#### Activity:
Examine the entries below, count the lines holding the string "filename", and respond with the number only.

──────────────────────────────

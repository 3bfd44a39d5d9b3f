//! REPL loop with rustyline.
//!
//! Interactive mode: prompt, meta-commands, history, TAB completion.
//! Pipe mode: read lines from stdin, execute each.
//!
//! Both modes accept shell-style lines (`fork 0 --title "Hello v2"`) or a
//! raw JSON command (`{"LikePost":{"id":0}}`).

use std::io::{self, BufRead};

use rustyline::completion::{Completer, Pair};
use rustyline::error::ReadlineError;
use rustyline::highlight::Highlighter;
use rustyline::hint::Hinter;
use rustyline::validate::Validator;
use rustyline::{CompletionType, Config, Context, Editor, Helper};

use branchblog_executor::Executor;

use crate::commands::build_repl_cmd;
use crate::format::{format_error, format_message_error, format_output, OutputMode};
use crate::parse::{check_meta_command, matches_to_action, CliAction, MetaCommand};

const PROMPT: &str = "branchblog> ";

const TOP_LEVEL_COMMANDS: &[&str] = &[
    "create", "fork", "like", "update", "delete", "get", "list", "search", "tree", "ancestors",
    "stats", "ping", "exec", "help", "clear", "quit", "exit",
];

/// Run the interactive REPL.
pub fn run_repl(executor: &Executor, mode: OutputMode) {
    let config = Config::builder()
        .history_ignore_space(true)
        .completion_type(CompletionType::List)
        .build();

    let mut rl: Editor<BlogHelper, _> = match Editor::with_config(config) {
        Ok(rl) => rl,
        Err(e) => {
            eprintln!("(error) Failed to start line editor: {}", e);
            return;
        }
    };
    rl.set_helper(Some(BlogHelper));

    let history_path = history_file();
    if let Some(ref path) = history_path {
        let _ = rl.load_history(path);
    }

    loop {
        match rl.readline(PROMPT) {
            Ok(line) => {
                let trimmed = line.trim();
                if trimmed.is_empty() {
                    continue;
                }
                let _ = rl.add_history_entry(trimmed);

                if let Some(meta) = check_meta_command(trimmed) {
                    match meta {
                        MetaCommand::Quit => break,
                        MetaCommand::Clear => print!("\x1B[2J\x1B[1;1H"),
                        MetaCommand::Help { command } => print_help(command.as_deref()),
                    }
                    continue;
                }

                execute_line(trimmed, executor, mode);
            }
            Err(ReadlineError::Interrupted) => continue,
            Err(ReadlineError::Eof) => break,
            Err(err) => {
                eprintln!("(error) {:?}", err);
                break;
            }
        }
    }

    if let Some(ref path) = history_path {
        let _ = rl.save_history(path);
    }
}

/// Run in pipe mode: read lines from stdin, execute each.
///
/// Returns 1 if any line failed, 0 otherwise.
pub fn run_pipe(executor: &Executor, mode: OutputMode) -> i32 {
    let stdin = io::stdin();
    let mut exit_code = 0;

    for line in stdin.lock().lines() {
        let line = match line {
            Ok(l) => l,
            Err(_) => break,
        };
        let trimmed = line.trim();
        if trimmed.is_empty() || trimmed.starts_with('#') {
            continue;
        }
        if !execute_line(trimmed, executor, mode) {
            exit_code = 1;
        }
    }

    exit_code
}

/// Execute one input line. Returns true on success.
pub fn execute_line(line: &str, executor: &Executor, mode: OutputMode) -> bool {
    if line.starts_with('{') || line.starts_with('"') {
        return report(executor.execute_json(line), mode);
    }

    let tokens = match shlex::split(line) {
        Some(t) if !t.is_empty() => t,
        Some(_) => return true,
        None => {
            eprintln!("{}", format_message_error("Invalid quoting", mode));
            return false;
        }
    };

    let matches = match build_repl_cmd().try_get_matches_from(tokens) {
        Ok(m) => m,
        Err(e) => {
            eprintln!("{}", e);
            return false;
        }
    };

    match matches_to_action(&matches) {
        Ok(CliAction::Execute(cmd)) => report(executor.execute(cmd), mode),
        Ok(CliAction::Init) => {
            eprintln!("{}", format_message_error("init is not available here", mode));
            false
        }
        Err(msg) => {
            eprintln!("{}", format_message_error(&msg, mode));
            false
        }
    }
}

fn report(result: branchblog_executor::Result<branchblog_executor::Output>, mode: OutputMode) -> bool {
    match result {
        Ok(output) => {
            let formatted = format_output(&output, mode);
            if !formatted.is_empty() {
                println!("{}", formatted);
            }
            true
        }
        Err(e) => {
            eprintln!("{}", format_error(&e, mode));
            false
        }
    }
}

fn history_file() -> Option<String> {
    std::env::var("HOME")
        .ok()
        .map(|h| format!("{}/.branchblog_history", h))
}

fn print_help(command: Option<&str>) {
    let mut cli = build_repl_cmd();
    match command {
        Some(cmd) => {
            if let Err(e) = cli.try_get_matches_from_mut(vec![cmd, "--help"]) {
                println!("{}", e);
            }
        }
        None => {
            let _ = cli.print_help();
            println!();
            println!("Meta-commands: help [command], clear, quit");
            println!("Raw JSON commands are accepted too, e.g. {{\"Tree\":{{\"root\":0}}}}");
        }
    }
}

struct BlogHelper;

impl Helper for BlogHelper {}
impl Validator for BlogHelper {}
impl Highlighter for BlogHelper {}
impl Hinter for BlogHelper {
    type Hint = String;

    fn hint(&self, _line: &str, _pos: usize, _ctx: &Context<'_>) -> Option<String> {
        None
    }
}

impl Completer for BlogHelper {
    type Candidate = Pair;

    fn complete(
        &self,
        line: &str,
        pos: usize,
        _ctx: &Context<'_>,
    ) -> rustyline::Result<(usize, Vec<Pair>)> {
        let line_to_pos = &line[..pos];
        let parts: Vec<&str> = line_to_pos.split_whitespace().collect();
        let trailing_space = line_to_pos.ends_with(' ');

        // Only the command word is completed
        if parts.len() > 1 || (parts.len() == 1 && trailing_space) {
            return Ok((pos, Vec::new()));
        }

        let prefix = parts.first().copied().unwrap_or("");
        let candidates = TOP_LEVEL_COMMANDS
            .iter()
            .filter(|cmd| cmd.starts_with(prefix))
            .map(|cmd| Pair {
                display: cmd.to_string(),
                replacement: cmd.to_string(),
            })
            .collect();
        Ok((pos - prefix.len(), candidates))
    }
}
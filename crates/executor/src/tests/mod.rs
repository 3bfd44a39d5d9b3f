//! Test modules for the executor crate.
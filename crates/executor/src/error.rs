//! Error types for command execution.
//!
//! All errors from command execution are represented by the [`Error`] enum.
//! These errors are:
//! - **Structured**: Each variant has typed fields for error details
//! - **Serializable**: Can be converted to/from JSON
//! - **Lossless**: No error information is lost in conversion from core errors

use branchblog_core::BlogError;
use serde::{Deserialize, Serialize};

/// Command execution errors.
///
/// | Kind | Variant | Meaning |
/// |------|---------|---------|
/// | `validation` | `Validation` | Bad title/content/tags |
/// | `not_found` | `NotFound` | Unknown post id |
/// | `corrupt_state` | `CorruptState` | Store invariant violated |
/// | `post_deleted` | `PostDeleted` | Mutation of a soft-deleted post refused |
/// | `invalid_command` | `InvalidCommand` | Command could not be decoded |
/// | `internal` | `Internal` | Unexpected output shape (bug) |
///
/// The transport layer maps [`Error::kind`] to its own status codes.
#[derive(Debug, Clone, PartialEq, Eq, Serialize, Deserialize, thiserror::Error)]
pub enum Error {
    /// Malformed input
    #[error("validation failed: {reason}")]
    Validation { reason: String },

    /// Post not found
    #[error("post not found: {id}")]
    NotFound { id: u64 },

    /// Corrupt store state
    #[error("corrupt state: {reason}")]
    CorruptState { reason: String },

    /// Post is soft-deleted
    #[error("post is deleted: {id}")]
    PostDeleted { id: u64 },

    /// Command could not be parsed
    #[error("invalid command: {reason}")]
    InvalidCommand { reason: String },

    /// Internal error
    #[error("internal error: {reason}")]
    Internal { reason: String },
}

impl Error {
    /// Stable, machine readable error kind
    pub fn kind(&self) -> &'static str {
        match self {
            Error::Validation { .. } => "validation",
            Error::NotFound { .. } => "not_found",
            Error::CorruptState { .. } => "corrupt_state",
            Error::PostDeleted { .. } => "post_deleted",
            Error::InvalidCommand { .. } => "invalid_command",
            Error::Internal { .. } => "internal",
        }
    }
}

impl From<BlogError> for Error {
    fn from(err: BlogError) -> Self {
        match err {
            BlogError::Validation { reason } => Error::Validation { reason },
            BlogError::NotFound { id } => Error::NotFound { id: id.as_u64() },
            BlogError::CorruptState { reason } => Error::CorruptState { reason },
            BlogError::PostDeleted { id } => Error::PostDeleted { id: id.as_u64() },
        }
    }
}

impl From<serde_json::Error> for Error {
    fn from(err: serde_json::Error) -> Self {
        Error::InvalidCommand {
            reason: err.to_string(),
        }
    }
}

──────────────────────────────

#### Expected answer:
2